A huge collection of character animation techniques has been developed to date and impressive results have been achieved in the recent years. The main pursued approaches can be categorized as physics-based, algorithmic-based or data-based. High-quality animation today is still largely data-based and achieved through motion capture technologies. While great realism is achieved, current solutions still suffer from limited character control, limited ability to address cluttered environments, and disconnection from higher-level constraints and task-oriented specifications. This dissertation addresses these limitations and achieves an autonomous character that is able to demonstrate, instruct and deliver information to observers in a realistic and human-like way.
The first part of this thesis addresses motion synthesis with a simple example-based motion parameterization algorithm for satisfying generic spatial constraints at interactive frame rates. The approach directly optimizes blending weights for a consistent set of example motions, until the specified constraints are best met. An in-depth analysis is presented to compare the proposed approach with three other popular blending techniques, and the pros and cons of each method are uncovered. The algorithm has also been integrated in an immersive motion modeling platform, which enables programming of generic actions by direct demonstration of example motions.

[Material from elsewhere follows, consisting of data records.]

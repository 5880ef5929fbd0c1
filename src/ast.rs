use indexmap::IndexMap;

/// Attribute-like name/value pairs, in document order.
pub type AttrMap = IndexMap<String, String>;

#[cfg_attr(feature = "serde", derive(serde::Serialize, serde::Deserialize))]
#[derive(Debug, Clone, PartialEq, Eq)]
pub enum Ast {
    /// Static text, with whitespace already normalised.
    Text(String),
    /// An html comment, kept in the output.
    Comment(String),
    /// A regular element.
    Element(ElementNode),
    /// A group of sibling nodes.
    Multi(Vec<Ast>),
    /// `t-esc`: escaped output of an expression.
    Escape(EscapeNode),
    /// `t-out` (or the deprecated `t-raw`): markup output of an expression.
    RawOutput(RawOutputNode),
    /// `t-if`, with its `t-elif` and `t-else` siblings.
    Conditional(ConditionalNode),
    /// `t-foreach`.
    ForEach(ForEachNode),
    /// `t-key` outside of a loop.
    KeyWrapper { expr: String, content: Box<Ast> },
    /// `t-call`.
    CallTemplate(CallTemplateNode),
    /// `t-call-block`.
    CallBlock { name: String },
    /// `t-set`.
    Assign(AssignNode),
    /// A sub component, static (capitalized tag) or dynamic (`t-component`).
    Component(ComponentNode),
    /// `t-debug`: a breakpoint before the wrapped content.
    Debug { content: Option<Box<Ast>> },
    /// `t-log`: logs an expression before the wrapped content.
    Log {
        expr: String,
        content: Option<Box<Ast>>,
    },
    /// `t-slot`.
    Slot(SlotNode),
    /// `t-translation="off"`.
    Translation { content: Option<Box<Ast>> },
    /// `t-portal`.
    Portal { target: String, content: Box<Ast> },
}

impl Ast {
    /// The empty text node, used where a directive leaves nothing to render.
    pub fn empty() -> Self {
        Self::Text(String::new())
    }

    pub const fn is_assign(&self) -> bool {
        matches!(self, Self::Assign(_))
    }
}

#[cfg_attr(feature = "serde", derive(serde::Serialize, serde::Deserialize))]
#[derive(Debug, Clone, PartialEq, Eq, Default)]
pub struct ElementNode {
    pub tag: String,
    /// `t-tag` expression replacing the tag name at render time.
    pub dynamic_tag: Option<String>,
    pub attrs: Option<AttrMap>,
    /// Event name (with modifiers) to handler expression.
    pub on: Option<AttrMap>,
    pub ref_name: Option<String>,
    pub content: Vec<Ast>,
    pub model: Option<ModelSpec>,
    /// Namespace uri, set on the root of an svg subtree.
    pub ns: Option<String>,
}

/// Two-way binding set up by `t-model`.
#[cfg_attr(feature = "serde", derive(serde::Serialize, serde::Deserialize))]
#[derive(Debug, Clone, PartialEq, Eq)]
pub struct ModelSpec {
    /// The object holding the bound property.
    pub base_expr: String,
    /// The property, as an expression (`'name'` for `base.name`).
    pub expr: String,
    pub target_attr: String,
    /// Radio inputs are initialised by comparing with their own value.
    pub special_init_target_attr: Option<String>,
    pub event_type: String,
    /// Set on `<select>` when an option has a dynamic value.
    pub has_dynamic_children: bool,
    pub should_trim: bool,
    pub should_numberize: bool,
}

#[cfg_attr(feature = "serde", derive(serde::Serialize, serde::Deserialize))]
#[derive(Debug, Clone, PartialEq, Eq)]
pub struct EscapeNode {
    pub expr: String,
    /// Inner text of the node, rendered when the expression is empty.
    pub default_value: String,
}

#[cfg_attr(feature = "serde", derive(serde::Serialize, serde::Deserialize))]
#[derive(Debug, Clone, PartialEq, Eq)]
pub struct RawOutputNode {
    pub expr: String,
    pub body: Option<Vec<Ast>>,
}

#[cfg_attr(feature = "serde", derive(serde::Serialize, serde::Deserialize))]
#[derive(Debug, Clone, PartialEq, Eq)]
pub struct ConditionalNode {
    pub condition: String,
    pub content: Box<Ast>,
    pub elifs: Vec<ElifBranch>,
    pub else_branch: Option<Box<Ast>>,
}

#[cfg_attr(feature = "serde", derive(serde::Serialize, serde::Deserialize))]
#[derive(Debug, Clone, PartialEq, Eq)]
pub struct ElifBranch {
    pub condition: String,
    pub content: Ast,
}

/// Per-iteration helper variables a loop body refers to.
#[cfg_attr(feature = "serde", derive(serde::Serialize, serde::Deserialize))]
#[derive(Debug, Clone, Copy, PartialEq, Eq, Default)]
pub struct LoopHelpers {
    pub first: bool,
    pub last: bool,
    pub index: bool,
    pub value: bool,
}

impl LoopHelpers {
    pub const fn all() -> Self {
        Self {
            first: true,
            last: true,
            index: true,
            value: true,
        }
    }
}

#[cfg_attr(feature = "serde", derive(serde::Serialize, serde::Deserialize))]
#[derive(Debug, Clone, PartialEq, Eq)]
pub struct ForEachNode {
    pub collection: String,
    /// Name bound to the current item (`t-as`).
    pub elem: String,
    pub body: Box<Ast>,
    pub key: String,
    pub memo: Option<String>,
    pub helpers: LoopHelpers,
}

#[cfg_attr(feature = "serde", derive(serde::Serialize, serde::Deserialize))]
#[derive(Debug, Clone, PartialEq, Eq)]
pub struct CallTemplateNode {
    /// Static name, or a name with `{{ }}` interpolations.
    pub name: String,
    pub body: Option<Vec<Ast>>,
    /// `t-call-context`.
    pub context: Option<String>,
}

#[cfg_attr(feature = "serde", derive(serde::Serialize, serde::Deserialize))]
#[derive(Debug, Clone, PartialEq, Eq)]
pub struct AssignNode {
    pub name: String,
    pub value: Option<String>,
    pub default_value: Option<String>,
    pub body: Option<Vec<Ast>>,
}

#[cfg_attr(feature = "serde", derive(serde::Serialize, serde::Deserialize))]
#[derive(Debug, Clone, PartialEq, Eq)]
pub struct ComponentNode {
    /// The tag name, or the `t-component` expression when dynamic.
    pub name: String,
    pub is_dynamic: bool,
    /// `t-props`.
    pub dynamic_props: Option<String>,
    pub props: Option<AttrMap>,
    pub slots: Option<IndexMap<String, SlotDefinition>>,
    pub on: Option<AttrMap>,
}

/// Content passed to one slot of a component.
#[cfg_attr(feature = "serde", derive(serde::Serialize, serde::Deserialize))]
#[derive(Debug, Clone, PartialEq, Eq, Default)]
pub struct SlotDefinition {
    pub content: Option<Box<Ast>>,
    pub on: Option<AttrMap>,
    pub attrs: Option<AttrMap>,
    pub scope: Option<String>,
}

#[cfg_attr(feature = "serde", derive(serde::Serialize, serde::Deserialize))]
#[derive(Debug, Clone, PartialEq, Eq)]
pub struct SlotNode {
    pub name: String,
    pub attrs: Option<AttrMap>,
    pub on: Option<AttrMap>,
    pub default_content: Option<Box<Ast>>,
}
// -----------------------------------------------------------------------------
// Components
// -----------------------------------------------------------------------------

fn parse_component(mut el: Element, ctx: &ParseCtx, _: &mut Siblings) -> ParseResult<Step> {
    let is_dynamic = el.has_attr("t-component");
    if is_dynamic && el.tag != "t" {
        return Err(CompileError::DynamicComponentOnElement { tag: el.tag });
    }
    if !(is_dynamic || is_component_tag(&el.tag)) {
        return Ok(Step::Next(el));
    }
    let name = match el.take_attr("t-component") {
        Some(expr) => expr,
        None => el.tag.clone(),
    };
    let dynamic_props = el.take_attr("t-props");
    let default_slot_scope = el.take_attr("t-slot-scope");

    let mut on = None;
    let mut props: Option<AttrMap> = None;
    for (attr, value) in el.take_attrs() {
        if !attr.starts_with("t-") {
            props.get_or_insert_with(IndexMap::new).insert(attr, value);
            continue;
        }
        match attr.strip_prefix("t-on-") {
            Some(event) => insert_handler(&mut on, event, value)?,
            None => return Err(CompileError::component_directive(&attr)),
        }
    }

    let mut slots = None;
    if !el.children.is_empty() {
        let mut slot_nodes = Vec::new();
        extract_slot_nodes(&mut el, &mut slot_nodes)?;
        let mut named: IndexMap<String, SlotDefinition> = IndexMap::new();
        for slot in slot_nodes {
            let (name, definition) = parse_slot_definition(slot, ctx)?;
            named.insert(name, definition);
        }
        // an explicit default slot wins over the remaining content
        let default_content = parse_child_nodes(el.children, ctx)?;
        if let Some(content) = default_content {
            if !named.contains_key("default") {
                named.insert(
                    "default".to_string(),
                    SlotDefinition {
                        content: Some(Box::new(content)),
                        on: on.clone(),
                        attrs: None,
                        scope: default_slot_scope,
                    },
                );
            }
        }
        slots = Some(named);
    }

    Ok(Step::Done(Some(Ast::Component(ComponentNode {
        name,
        is_dynamic,
        dynamic_props,
        props,
        slots,
        on,
    }))))
}

// -----------------------------------------------------------------------------
// Regular dom nodes
// -----------------------------------------------------------------------------

fn parse_model(attr: &str, value: &str, tag: &str, type_attr: Option<&str>) -> ParseResult<ModelSpec> {
    if !MODEL_TAGS.contains(&tag) {
        return Err(CompileError::ModelOnInvalidElement {
            tag: tag.to_string(),
        });
    }
    let invalid = || CompileError::InvalidModelTarget {
        expression: value.to_string(),
    };
    let (base_expr, expr) = if HAS_DOT_AT_THE_END.is_match(value) {
        let idx = value.rfind('.').ok_or_else(invalid)?;
        let property = value.get(idx + 1..).unwrap_or_default();
        (value.get(..idx).unwrap_or_default(), format!("'{property}'"))
    } else if HAS_BRACKETS_AT_THE_END.is_match(value) {
        let idx = value.rfind('[').ok_or_else(invalid)?;
        let end = value.len().saturating_sub(1).max(idx + 1);
        let inner = value.get(idx + 1..end).unwrap_or_default();
        (value.get(..idx).unwrap_or_default(), inner.to_string())
    } else {
        return Err(invalid());
    };

    let is_input = tag == "input";
    let is_select = tag == "select";
    let is_textarea = tag == "textarea";
    let is_checkbox = is_input && type_attr == Some("checkbox");
    let is_radio = is_input && type_attr == Some("radio");
    let is_other_input = is_input && !is_checkbox && !is_radio;
    let has_lazy = attr.contains(".lazy");
    let has_number = attr.contains(".number");
    let has_trim = attr.contains(".trim");
    let event_type = if is_radio {
        "click"
    } else if is_select || has_lazy {
        "change"
    } else {
        "input"
    };

    Ok(ModelSpec {
        base_expr: base_expr.to_string(),
        expr,
        target_attr: if is_checkbox { "checked" } else { "value" }.to_string(),
        special_init_target_attr: is_radio.then(|| "checked".to_string()),
        event_type: event_type.to_string(),
        has_dynamic_children: false,
        should_trim: has_trim && (is_other_input || is_textarea),
        should_numberize: has_number && (is_other_input || is_textarea),
    })
}

fn parse_dom_node(mut el: Element, ctx: &ParseCtx, _: &mut Siblings) -> ParseResult<Step> {
    let dynamic_tag = el.take_attr("t-tag").filter(|t| !t.is_empty());
    if el.tag == "t" && dynamic_tag.is_none() {
        return Ok(Step::Next(el));
    }
    if el.tag.starts_with("block-") {
        return Err(CompileError::InvalidTagName { tag: el.tag });
    }

    let mut ctx = ctx.clone();
    if el.tag == "pre" {
        ctx.in_pre_tag = true;
    }
    let should_add_svg_ns = ROOT_SVG_TAGS.contains(&el.tag.as_str()) && !ctx.in_svg;
    ctx.in_svg = ctx.in_svg || should_add_svg_ns;
    let ns = should_add_svg_ns.then(|| SVG_NAMESPACE.to_string());

    let ref_name = el.take_attr("t-ref");
    let type_attr = el.attr("type").map(str::to_string);
    let mut attrs: Option<AttrMap> = None;
    let mut on = None;
    let mut model = None;
    let mut model_flag = None;

    for (attr, value) in el.take_attrs() {
        if attr.starts_with("t-on") {
            if attr == "t-on" {
                return Err(CompileError::MissingEventName);
            }
            let event = attr.get(5..).unwrap_or_default();
            insert_handler(&mut on, event, value)?;
        } else if attr.starts_with("t-model") {
            model = Some(parse_model(&attr, &value, &el.tag, type_attr.as_deref())?);
            if el.tag == "select" {
                let flag = Rc::new(Cell::new(false));
                ctx.select_model = Some(Rc::clone(&flag));
                model_flag = Some(flag);
            }
        } else if attr.starts_with("block-") {
            return Err(CompileError::InvalidAttribute { attribute: attr });
        } else if attr != "t-name" {
            if attr.starts_with("t-") && !attr.starts_with("t-att") {
                return Err(CompileError::UnknownDirective { directive: attr });
            }
            if let Some(flag) = &ctx.select_model {
                if attr == "t-att-value" || attr == "t-attf-value" {
                    flag.set(true);
                }
            }
            attrs.get_or_insert_with(IndexMap::new).insert(attr, value);
        }
    }

    let content = parse_children(std::mem::take(&mut el.children), &ctx)?;
    if let (Some(model), Some(flag)) = (model.as_mut(), model_flag) {
        model.has_dynamic_children = flag.get();
    }

    Ok(Step::Done(Some(Ast::Element(ElementNode {
        tag: el.tag,
        dynamic_tag,
        attrs,
        on,
        ref_name,
        content,
        model,
        ns,
    }))))
}

// -----------------------------------------------------------------------------
// t-set
// -----------------------------------------------------------------------------

fn parse_set(mut el: Element, ctx: &ParseCtx, _: &mut Siblings) -> ParseResult<Step> {
    let Some(name) = el.take_attr("t-set") else {
        return Ok(Step::Next(el));
    };
    let value = el.take_attr("t-value").filter(|v| !v.is_empty());
    let text = el.text_content();
    let inner = el.inner_xml();
    let (default_value, body) = if inner == text {
        ((!text.is_empty()).then_some(text), None)
    } else {
        (None, Some(parse_children(el.children, ctx)?))
    };
    Ok(Step::Done(Some(Ast::Assign(AssignNode {
        name,
        value,
        default_value,
        body,
    }))))
}

// -----------------------------------------------------------------------------
// <t> passthrough
// -----------------------------------------------------------------------------

fn parse_t_node(el: Element, ctx: &ParseCtx, _: &mut Siblings) -> ParseResult<Step> {
    if el.tag != "t" {
        return Ok(Step::Done(None));
    }
    Ok(Step::Done(parse_child_nodes(el.children, ctx)?))
}

// -----------------------------------------------------------------------------
// Normalization
// -----------------------------------------------------------------------------

const BRANCH_DIRECTIVES: [&str; 3] = ["t-if", "t-elif", "t-else"];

In order to address actions in cluttered environments and maintain the realism of motion capture examples, the concept of exploring the blending space of example motions in then introduced. A bidirectional time-synchronized sampling-based planner with lazy collision evaluation is proposed for planning motion variations around obstacles while maintaining the original quality of the example motions. Coupled with a locomotion planner, it generates realistic whole-body motion in cluttered environments.
Finally, high-level specifications for demonstrative actions are addressed with the proposed whole-body PLACE planner. It is based on coordination models extracted from behavioral studies, where participants performed demonstrations involving locomotion and pointing in varied conditions. The planner achieves coordinated body positioning, locomotion, action execution and gaze synthesis, in order to engage observers in demonstrative scenarios.